We have to evaluate the limit

$$\lim_{x \to 0}\left(\tan\!\left(\frac{\pi}{4}+x\right)\right)^{\;1/x}.$$

First, recall the compound-angle identity for tangent:

$$\tan(A+B)=\frac{\tan A+\tan B}{1-\tan A\;\tan B}.$$

Using this with $$A=\frac{\pi}{4}$$ and $$B=x,$$ we get

$$\tan\!\left(\frac{\pi}{4}+x\right)=\frac{\tan\!\left(\frac{\pi}{4}\right)+\tan x}{1-\tan\!\left(\frac{\pi}{4}\right)\tan x}.$$

Because $$\tan\!\left(\frac{\pi}{4}\right)=1,$$ the expression simplifies to

$$\tan\!\left(\frac{\pi}{4}+x\right)=\frac{1+\tan x}{1-\tan x}.$$

Next, as $$x\to 0,$$ we know the standard small-angle approximation:

$$\tan x = x + \dfrac{x^3}{3}+\dots.$$

Keeping only the first-order term, we may write $$\tan x \approx x.$$ Substituting this approximation gives

$$\tan\!\left(\frac{\pi}{4}+x\right)\approx\frac{1+x}{1-x}.$$

Now we manipulate the fraction algebraically:

$$\frac{1+x}{1-x}=\left(1+x\right)\left(\frac{1}{1-x}\right).$$

Using the binomial expansion $$\frac{1}{1-x}=1+x+x^{2}+\dots,$$ the product becomes

$$\left(1+x\right)\left(1+x+x^{2}+\dots\right)=1+2x+\mathcal O(x^{2}).$$

Thus, very close to $$x=0$$ we may write

$$\tan\!\left(\frac{\pi}{4}+x\right)\approx 1+2x.$$

Returning to the original limit, we now have

$$\left(\tan\!\left(\frac{\pi}{4}+x\right)\right)^{1/x}\approx\left(1+2x\right)^{1/x}.$$

Let us rewrite the right-hand side so that the familiar exponential limit appears clearly.
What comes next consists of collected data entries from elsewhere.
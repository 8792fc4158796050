//! Base candle ingestion.

use async_trait::async_trait;
use candela_aggregate::ClosedCandleSource;
use candela_publish::{EventPublisher, LiveCache};
use candela_store::CandleStore;
use candela_types::{BaseCandle, Result};
use std::sync::Arc;
use tokio::sync::{mpsc, watch};

use crate::coordinator::Coordinator;

/// Durable write access for incoming base candles.
#[async_trait]
pub trait BaseCandleSink: Send + Sync {
    /// Idempotently upserts one base candle, keyed by
    /// `(symbol, start_time)`.
    async fn upsert_base_candle(&self, candle: &BaseCandle) -> Result<()>;
}

#[async_trait]
impl BaseCandleSink for CandleStore {
    async fn upsert_base_candle(&self, candle: &BaseCandle) -> Result<()> {
        Ok(Self::upsert_base_candle(self, candle).await?)
    }
}

/// Consumes the external stream's base candle updates.
///
/// Each update is persisted first, then handed to the coordinator so the
/// just-closed minute is already durable when its closure tick fans out.
/// A failed upsert is logged and the tick still aggregates — the window
/// query excludes the in-flight minute, so the live snapshot stays
/// correct and the row is rewritten on the next update.
#[derive(Debug)]
pub struct Ingestor<W, S, C, P> {
    sink: Arc<W>,
    coordinator: Arc<Coordinator<S, C, P>>,
}

impl<W, S, C, P> Ingestor<W, S, C, P>
where
    W: BaseCandleSink,
    S: ClosedCandleSource,
    C: LiveCache,
    P: EventPublisher,
{
    /// Creates an ingestor over the given sink and coordinator.
    #[must_use]
    pub const fn new(sink: Arc<W>, coordinator: Arc<Coordinator<S, C, P>>) -> Self {
        Self { sink, coordinator }
    }

    /// Processes one base candle update.
    pub async fn on_update(&self, candle: &BaseCandle) {
        if let Err(e) = self.sink.upsert_base_candle(candle).await {
            tracing::warn!(
                symbol = %candle.symbol,
                start_time = %candle.start_time,
                error = %e,
                "base candle upsert failed"
            );
        }
        self.coordinator.on_base_candle(candle).await;
    }

    /// Drains the feed until it closes or shutdown is signalled.
    pub async fn run(
        &self,
        mut feed: mpsc::Receiver<BaseCandle>,
        mut shutdown: watch::Receiver<bool>,
    ) {
        loop {
            tokio::select! {
                update = feed.recv() => match update {
                    Some(candle) => self.on_update(&candle).await,
                    None => {
                        tracing::info!("ingestion feed closed");
                        return;
                    }
                },
                _ = shutdown.changed() => {
                    tracing::info!("ingestion stopping");
                    return;
                }
            }
        }
    }
}

#[cfg(test)]
mod tests {
    use super::*;
    use candela_publish::{CandleEvent, PublishError};
    use candela_types::{Candle, CandelaError, Timeframe};
    use chrono::{DateTime, TimeZone, Utc};
    use std::sync::Mutex;
    use std::sync::atomic::{AtomicUsize, Ordering};

    struct FlakySink {
        fail: bool,
        upserts: AtomicUsize,
    }

    #[async_trait]
    impl BaseCandleSink for FlakySink {
        async fn upsert_base_candle(&self, _candle: &BaseCandle) -> Result<()> {
            self.upserts.fetch_add(1, Ordering::SeqCst);
            if self.fail {
                return Err(CandelaError::Store("write timeout".to_string()));
            }
            Ok(())
        }
    }

    struct EmptySource;

    #[async_trait]
    impl ClosedCandleSource for EmptySource {
        async fn closed_base_candles(
            &self,
            _symbol: &str,
            _window_start: DateTime<Utc>,
            _exclude_before: DateTime<Utc>,
        ) -> Result<Vec<BaseCandle>> {
            Ok(Vec::new())
        }
    }

    #[derive(Default)]
    struct NullCache;

    #[async_trait]
    impl LiveCache for NullCache {
        async fn set_current(&self, _candle: &Candle) -> std::result::Result<(), PublishError> {
            Ok(())
        }

        async fn remove_current(
            &self,
            _symbol: &str,
            _timeframe: Timeframe,
        ) -> std::result::Result<(), PublishError> {
            Ok(())
        }
    }

    #[derive(Default)]
    struct CountingPublisher {
        events: Mutex<Vec<CandleEvent>>,
    }

    #[async_trait]
    impl EventPublisher for CountingPublisher {
        async fn publish(
            &self,
            _symbol: &str,
            _timeframe: Timeframe,
            event: &CandleEvent,
        ) -> std::result::Result<(), PublishError> {
            self.events.lock().unwrap().push(event.clone());
            Ok(())
        }
    }

    fn update() -> BaseCandle {
        BaseCandle::new(
            "BTCUSDT".to_string(),
            Utc.with_ymd_and_hms(2024, 6, 3, 10, 2, 0).unwrap(),
            43000.0,
            43010.0,
            42990.0,
            43005.0,
            1.0,
            false,
        )
    }

    #[tokio::test]
    async fn test_upsert_then_aggregate() {
        let sink = Arc::new(FlakySink {
            fail: false,
            upserts: AtomicUsize::new(0),
        });
        let publisher = Arc::new(CountingPublisher::default());
        let coordinator = Arc::new(Coordinator::new(
            Arc::new(EmptySource),
            Arc::new(NullCache),
            Arc::clone(&publisher),
            vec![Timeframe::Minute5, Timeframe::Hour1],
        ));
        let ingestor = Ingestor::new(Arc::clone(&sink), coordinator);

        ingestor.on_update(&update()).await;

        assert_eq!(sink.upserts.load(Ordering::SeqCst), 1);
        assert_eq!(publisher.events.lock().unwrap().len(), 2);
    }

    #[tokio::test]
    async fn test_failed_upsert_still_aggregates() {
        let sink = Arc::new(FlakySink {
            fail: true,
            upserts: AtomicUsize::new(0),
        });
        let publisher = Arc::new(CountingPublisher::default());
        let coordinator = Arc::new(Coordinator::new(
            Arc::new(EmptySource),
            Arc::new(NullCache),
            Arc::clone(&publisher),
            vec![Timeframe::Minute5],
        ));
        let ingestor = Ingestor::new(Arc::clone(&sink), coordinator);

        ingestor.on_update(&update()).await;

        assert_eq!(sink.upserts.load(Ordering::SeqCst), 1);
        assert_eq!(publisher.events.lock().unwrap().len(), 1);
    }
}
//! Continuous-aggregate rollup refresh.

use candela_types::Timeframe;
use sqlx::postgres::PgPool;

use crate::StoreError;

/// Refreshes the TimescaleDB continuous aggregates that materialize coarse
/// timeframes from the 1-minute hypertable.
///
/// Closed coarse candles become durable through these views rather than
/// through explicit writes; refreshing them keeps reader lag bounded.
#[derive(Debug, Clone)]
pub struct RollupRefresher {
    pool: PgPool,
}

impl RollupRefresher {
    /// Creates a refresher over an existing pool.
    #[must_use]
    pub const fn new(pool: PgPool) -> Self {
        Self { pool }
    }

    /// Refreshes the rollup view for one coarse timeframe.
    ///
    /// # Errors
    ///
    /// Returns an error if the refresh procedure fails.
    pub async fn refresh(&self, timeframe: Timeframe) -> Result<(), StoreError> {
        // View names come from the static Timeframe table, never from
        // user input; refresh_continuous_aggregate cannot take a bind
        // parameter for the view identifier.
        let statement = format!(
            "CALL refresh_continuous_aggregate('{}', NULL, NULL)",
            timeframe.view_name()
        );
        sqlx::query(&statement).execute(&self.pool).await?;
        tracing::debug!(view = timeframe.view_name(), "refreshed continuous aggregate");
        Ok(())
    }

    /// Refreshes every coarse rollup view, finest first.
    ///
    /// A failure on one view is logged and does not abort the sweep;
    /// returns the number of views refreshed successfully.
    pub async fn refresh_all(&self) -> u32 {
        let mut refreshed = 0;
        for timeframe in Timeframe::coarse() {
            match self.refresh(*timeframe).await {
                Ok(()) => refreshed += 1,
                Err(e) => {
                    tracing::warn!(view = timeframe.view_name(), error = %e, "rollup refresh failed");
                }
            }
        }
        refreshed
    }
}
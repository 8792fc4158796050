//! The `backfill` command: one-shot gap recovery for all symbols.

use anyhow::{Context, Result};
use candela_backfill::{ClientConfig, KlineClient, backfill_all};
use candela_service::Config;
use candela_store::{CandleStore, PoolConfig, create_pool};

pub(crate) async fn run() -> Result<()> {
    let config = Config::from_env().context("invalid configuration")?;

    let pool = create_pool(&config.database_url, &PoolConfig::default())
        .await
        .context("cannot reach candle database")?;
    let store = CandleStore::new(pool);

    let client = KlineClient::new(ClientConfig {
        base_url: config.rest_base_url.clone(),
        ..ClientConfig::default()
    })
    .context("cannot build REST client")?;

    let reports = backfill_all(
        &store,
        &client,
        &config.symbols,
        config.backfill_max_lookback,
        config.backfill_batch,
    )
    .await;

    let inserted: u64 = reports.iter().map(|r| r.inserted).sum();
    let abandoned = reports.iter().filter(|r| r.abandoned).count();
    tracing::info!(
        symbols = reports.len(),
        inserted,
        abandoned,
        "backfill finished"
    );
    Ok(())
}
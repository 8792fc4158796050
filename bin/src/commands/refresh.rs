//! The `refresh` command: refresh the coarse rollup views once.

use anyhow::{Context, Result};
use candela_service::Config;
use candela_store::{PoolConfig, RollupRefresher, create_pool};
use candela_types::Timeframe;

pub(crate) async fn run() -> Result<()> {
    let config = Config::from_env().context("invalid configuration")?;

    let pool = create_pool(&config.database_url, &PoolConfig::default())
        .await
        .context("cannot reach candle database")?;

    let refreshed = RollupRefresher::new(pool).refresh_all().await;
    tracing::info!(
        refreshed,
        total = Timeframe::coarse().len(),
        "rollup refresh finished"
    );
    Ok(())
}
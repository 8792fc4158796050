//! Closure and publish coordination.

use candela_aggregate::{ClosedCandleSource, aggregate};
use candela_publish::{CandleEvent, EventPublisher, LiveCache};
use candela_types::{BaseCandle, Timeframe};
use std::sync::Arc;

/// Drives one base candle tick through every tracked timeframe.
///
/// For each timeframe: recompute the coarse candle, replace the live cache
/// entry, publish an update snapshot, and on closure publish the terminal
/// event and drop the cache entry so the next tick starts a fresh window.
///
/// All timeframes are processed concurrently; a slow or failed store query
/// for one never blocks the others. Cache and publish failures are logged
/// and skipped — the next tick supersedes anything a subscriber missed.
#[derive(Debug)]
pub struct Coordinator<S, C, P> {
    store: Arc<S>,
    cache: Arc<C>,
    publisher: Arc<P>,
    timeframes: Vec<Timeframe>,
}

impl<S, C, P> Coordinator<S, C, P>
where
    S: ClosedCandleSource,
    C: LiveCache,
    P: EventPublisher,
{
    /// Creates a coordinator over the given collaborators.
    #[must_use]
    pub const fn new(
        store: Arc<S>,
        cache: Arc<C>,
        publisher: Arc<P>,
        timeframes: Vec<Timeframe>,
    ) -> Self {
        Self {
            store,
            cache,
            publisher,
            timeframes,
        }
    }

    /// Returns the tracked timeframes.
    #[must_use]
    pub fn timeframes(&self) -> &[Timeframe] {
        &self.timeframes
    }

    /// Processes one base candle update across every tracked timeframe.
    pub async fn on_base_candle(&self, base: &BaseCandle) {
        let tasks = self
            .timeframes
            .iter()
            .map(|timeframe| self.process_timeframe(base, *timeframe));
        futures::future::join_all(tasks).await;
    }

    async fn process_timeframe(&self, base: &BaseCandle, timeframe: Timeframe) {
        let candle = match aggregate(self.store.as_ref(), base, timeframe).await {
            Ok(candle) => candle,
            Err(e) => {
                tracing::warn!(
                    symbol = %base.symbol,
                    %timeframe,
                    error = %e,
                    "aggregation failed, skipping this tick"
                );
                return;
            }
        };

        if let Err(e) = self.cache.set_current(&candle).await {
            tracing::warn!(symbol = %base.symbol, %timeframe, error = %e, "cache write failed");
        }

        if let Err(e) = self
            .publisher
            .publish(&base.symbol, timeframe, &CandleEvent::update(&candle))
            .await
        {
            tracing::warn!(symbol = %base.symbol, %timeframe, error = %e, "update publish failed");
        }

        if candle.is_closed {
            if let Err(e) = self
                .publisher
                .publish(&base.symbol, timeframe, &CandleEvent::closed(&candle))
                .await
            {
                tracing::warn!(symbol = %base.symbol, %timeframe, error = %e, "closed publish failed");
            }
            if let Err(e) = self.cache.remove_current(&base.symbol, timeframe).await {
                tracing::warn!(symbol = %base.symbol, %timeframe, error = %e, "cache delete failed");
            }
            tracing::info!(
                symbol = %base.symbol,
                %timeframe,
                open_time = %candle.open_time,
                "candle closed"
            );
        }
    }
}
//! TimescaleDB persistence for candela.
//!
//! The 1-minute hypertable (`candle_data_1m`) is the single source of
//! truth; coarse timeframes are continuous aggregates over it (see
//! `sql/schema.sql` at the workspace root). This crate provides:
//!
//! - [`create_pool`] - connection pool construction
//! - [`CandleStore`] - range query, idempotent upsert, retention delete,
//!   and table statistics for base candles
//! - [`RollupRefresher`] - manual refresh of the continuous aggregates

#![forbid(unsafe_code)]

mod candles;
mod pool;
mod rollup;

pub use candles::{CandleStore, StoreError, TableStats};
pub use pool::{PoolConfig, create_pool};
pub use rollup::RollupRefresher;
//! Error types shared across the candela workspace.

use thiserror::Error;

/// Result type alias for candela operations.
pub type Result<T> = std::result::Result<T, CandelaError>;

/// Errors that can occur while aggregating, storing, or publishing candles.
#[derive(Error, Debug)]
pub enum CandelaError {
    /// Durable store operation failed.
    #[error("store error: {0}")]
    Store(String),

    /// Live cache or pub/sub operation failed.
    #[error("publish error: {0}")]
    Publish(String),

    /// HTTP request to the historical-data collaborator failed.
    #[error("http error: {0}")]
    Http(String),

    /// Invalid data received from a collaborator.
    #[error("parse error: {0}")]
    Parse(String),

    /// Invalid configuration value.
    #[error("config error: {0}")]
    Config(String),

    /// JSON serialization error.
    #[error("JSON error: {0}")]
    Json(#[from] serde_json::Error),

    /// I/O error.
    #[error("I/O error: {0}")]
    Io(#[from] std::io::Error),
}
Observe that

$$\left(1+2x\right)^{1/x}=\left[\left(1+2x\right)^{1/(2x)}\right]^{2}.$$

We will now use the well-known limit

$$\lim_{t\to 0}\left(1+t\right)^{1/t}=e.$$

In our expression, set $$t=2x.$$ Then as $$x\to 0,$$ we also have $$t\to 0.$$ Therefore,

$$\lim_{x\to 0}\left(1+2x\right)^{1/(2x)}=e.$$

Substituting this result back, we obtain

$$\lim_{x\to 0}\left(1+2x\right)^{1/x}=\left(\lim_{x\to 0}\left(1+2x\right)^{1/(2x)}\right)^{2}=e^{2}.$$

Hence, the required limit equals $$e^{2}.$$

Hence, the correct answer is Option D.